Human BLAT Search
BLAT on DNA jest zaprojektowany do szybkiego znajdowania sekwencji o 95% i większym podobieństwie o długości 25 lub więcej zasad. Może pominąć bardziej rozbieżne lub krótsze wyrównania sekwencji. BLAT na białkach znajduje sekwencje o 80% i większym podobieństwie o długości 20 lub więcej aminokwasów. W praktyce DNA BLAT działa dobrze na naczelnych, a proteinBLAT na kręgowcach lądowych.
BLAT to nie BLAST. DNA BLAT działa poprzez przechowywanie w pamięci indeksu całego genomu. Indeks ten składa się z wszystkich nakładających się 11-merów stopniowanych przez 5, z wyjątkiem tych, które są silnie zaangażowane w powtórzenia. Indeks ten zajmuje około 2 gigabajtów pamięci RAM. Sam genom nie jest przechowywany w pamięci, dzięki czemu BLAT może zapewnić wysoką wydajność na niedrogim komputerze z systemem Linux. Indeks jest używany do znajdowania obszarów prawdopodobnej homologii, które są następnie ładowane do pamięci w celu szczegółowego wyrównania.
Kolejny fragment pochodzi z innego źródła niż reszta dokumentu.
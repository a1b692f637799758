//! Deployhook status persistence adapter.
//!
//! Implements the [`deploy::StatusStore`] trait as a single JSON file holding
//! the whole [`deploy::StatusSnapshot`]: an object mapping repository
//! identifier to its status, in the same shape `/status.json` serves.
//!
//! ## Architectural Layer
//!
//! **Infrastructure.** File layout and encoding live here. The coordinator
//! sees only [`deploy::StatusStore`].
//!
//! ## Durability
//!
//! Each save writes the full snapshot to a sibling temporary file and renames
//! it over the target, so a crash mid-write leaves the previous snapshot in
//! place. Writes are not fsynced; losing the most recent update on power loss
//! is acceptable.

use std::ffi::OsString;
use std::io::ErrorKind;
use std::path::{Path, PathBuf};

use async_trait::async_trait;
use deploy::{StatusSnapshot, StatusStore, StoreError};
use tracing::debug;

/// Stores the status snapshot as pretty-printed JSON at a fixed path.
#[derive(Debug, Clone)]
pub struct JsonFileStatusStore {
    path: PathBuf,
}

impl JsonFileStatusStore {
    pub fn new(path: impl Into<PathBuf>) -> Self {
        Self { path: path.into() }
    }

    pub fn path(&self) -> &Path {
        &self.path
    }

    fn temp_path(&self) -> PathBuf {
        let mut name = self
            .path
            .file_name()
            .map(OsString::from)
            .unwrap_or_else(|| OsString::from("status"));
        name.push(".tmp");
        self.path.with_file_name(name)
    }
}

#[async_trait]
impl StatusStore for JsonFileStatusStore {
    async fn load(&self) -> Result<StatusSnapshot, StoreError> {
        let bytes = match tokio::fs::read(&self.path).await {
            Ok(bytes) => bytes,
            Err(e) if e.kind() == ErrorKind::NotFound => {
                debug!(path = %self.path.display(), "No status snapshot yet");
                return Ok(StatusSnapshot::new());
            }
            Err(source) => {
                return Err(StoreError::Read {
                    path: self.path.clone(),
                    source,
                })
            }
        };

        serde_json::from_slice(&bytes).map_err(|source| StoreError::Corrupt {
            path: self.path.clone(),
            source,
        })
    }

    async fn save(&self, snapshot: &StatusSnapshot) -> Result<(), StoreError> {
        let encoded = serde_json::to_vec_pretty(snapshot).map_err(StoreError::Encode)?;
        let write_error = |source: std::io::Error| StoreError::Write {
            path: self.path.clone(),
            source,
        };

        if let Some(parent) = self.path.parent().filter(|p| !p.as_os_str().is_empty()) {
            tokio::fs::create_dir_all(parent).await.map_err(write_error)?;
        }

        let temp = self.temp_path();
        tokio::fs::write(&temp, &encoded).await.map_err(write_error)?;
        tokio::fs::rename(&temp, &self.path)
            .await
            .map_err(write_error)?;

        debug!(
            path = %self.path.display(),
            repositories = snapshot.len(),
            "Status snapshot saved"
        );
        Ok(())
    }
}

#[cfg(test)]
#[path = "lib_tests.rs"]
mod tests;
//! Deployhook entry point.
//!
//! This binary is the composition root:
//!
//! 1. **Parse arguments** and load the repository registry.
//! 2. **Wire observability**: `tracing-subscriber` console output plus an
//!    optional OpenTelemetry OTLP exporter.
//! 3. **Construct infrastructure**: [`store::JsonFileStatusStore`] and
//!    [`runner::ShellCommandRunner`], injected into [`coordinator::Deployer`].
//! 4. **Serve** until SIGINT or SIGTERM, then wait for in-flight deployments.

mod config;
mod telemetry;

use std::net::SocketAddr;
use std::path::PathBuf;
use std::sync::Arc;

use anyhow::Context;
use clap::Parser;
use coordinator::Deployer;
use deploy::ExecutionMode;
use runner::ShellCommandRunner;
use store::JsonFileStatusStore;
use tokio::net::TcpListener;
use tracing::{error, info, warn};

use crate::telemetry::LogFormat;

/// Runs deployment commands when signed push webhooks arrive.
#[derive(Debug, Parser)]
#[command(name = "deployhook", version, about)]
struct Args {
    /// Repository registry (JSON).
    #[arg(long, env = "DEPLOYHOOK_CONFIG", default_value = "deploy.config.json")]
    config: PathBuf,

    /// File the deployment status is persisted to.
    #[arg(long, env = "DEPLOYHOOK_STATE", default_value = "deploy.status.json")]
    state: PathBuf,

    /// Address to accept webhooks on.
    #[arg(long, env = "DEPLOYHOOK_LISTEN", default_value = "0.0.0.0:6061")]
    listen: SocketAddr,

    /// `sync` answers a webhook when its deployment finishes; `async` answers
    /// immediately with 202.
    #[arg(long, env = "DEPLOYHOOK_MODE", default_value_t = ExecutionMode::Async)]
    mode: ExecutionMode,

    /// Console log encoding.
    #[arg(long, env = "DEPLOYHOOK_LOG_FORMAT", value_enum, default_value_t = LogFormat::Plain)]
    log_format: LogFormat,

    /// OTLP gRPC endpoint to export spans to.
    #[arg(long, env = "OTEL_EXPORTER_OTLP_ENDPOINT")]
    otlp_endpoint: Option<String>,
}

#[tokio::main]
async fn main() -> anyhow::Result<()> {
    let args = Args::parse();
    let telemetry = telemetry::init(args.log_format, args.otlp_endpoint.as_deref())?;

    let result = run(args).await;
    if let Err(e) = &result {
        error!(error = %format!("{e:#}"), "Deployhook stopped with an error");
    }

    telemetry.shutdown();
    result
}

async fn run(args: Args) -> anyhow::Result<()> {
    let registry = config::load_registry(&args.config)
        .with_context(|| format!("failed to load repositories from {}", args.config.display()))?;
    if registry.is_empty() {
        warn!(config = %args.config.display(), "No repositories registered; every webhook will be rejected");
    }

    let store = Arc::new(JsonFileStatusStore::new(args.state));
    let state_path = store.path().display().to_string();
    let deployer = Deployer::restore(
        Arc::new(registry),
        store,
        Arc::new(ShellCommandRunner::new()),
        args.mode,
    )
    .await;

    let socket = TcpListener::bind(args.listen)
        .await
        .with_context(|| format!("failed to bind {}", args.listen))?;
    info!(
        address = %socket.local_addr().unwrap_or(args.listen),
        state = %state_path,
        "Listening for webhooks"
    );

    listener::serve(socket, deployer.clone(), shutdown_signal())
        .await
        .context("HTTP server failed")?;

    info!("Waiting for in-flight deployments");
    deployer.drain().await;
    info!("Shutdown complete");
    Ok(())
}

async fn shutdown_signal() {
    let interrupt = async {
        if let Err(e) = tokio::signal::ctrl_c().await {
            error!(error = %e, "Failed to listen for SIGINT");
            std::future::pending::<()>().await;
        }
    };

    #[cfg(unix)]
    let terminate = async {
        use tokio::signal::unix::{signal, SignalKind};
        match signal(SignalKind::terminate()) {
            Ok(mut sigterm) => {
                sigterm.recv().await;
            }
            Err(e) => {
                error!(error = %e, "Failed to listen for SIGTERM");
                std::future::pending::<()>().await;
            }
        }
    };

    #[cfg(not(unix))]
    let terminate = std::future::pending::<()>();

    tokio::select! {
        _ = interrupt => info!(signal = "SIGINT", "Shutting down"),
        _ = terminate => info!(signal = "SIGTERM", "Shutting down"),
    }
}

#[cfg(test)]
#[path = "main_tests.rs"]
mod tests;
Protein BLAT działa w podobny sposób, tyle że z 4-merami, a nie 11-merami. Indeks białek zajmuje nieco ponad 2 gigabajty.
BLAT został napisany przez Jima Kenta.Jak większość oprogramowania Jima, interaktywne użycie na tym serwerze internetowym jest bezpłatne dla wszystkich.Źródła i pliki wykonywalne do uruchamiania zadań wsadowych na Twoim własnym serwerze są dostępne bezpłatnie dla celów akademickich, osobistych i non-profit. Dostępne są również niewyłączne licencje komercyjne. Zobacz stronę internetową Kent Informatics, aby uzyskać szczegółowe informacje.
Aby uzyskać więcej informacji na temat graficznej wersji BLAT, kliknij przycisk Help na górnym pasku menu lub zobacz Genome Browser FAQ.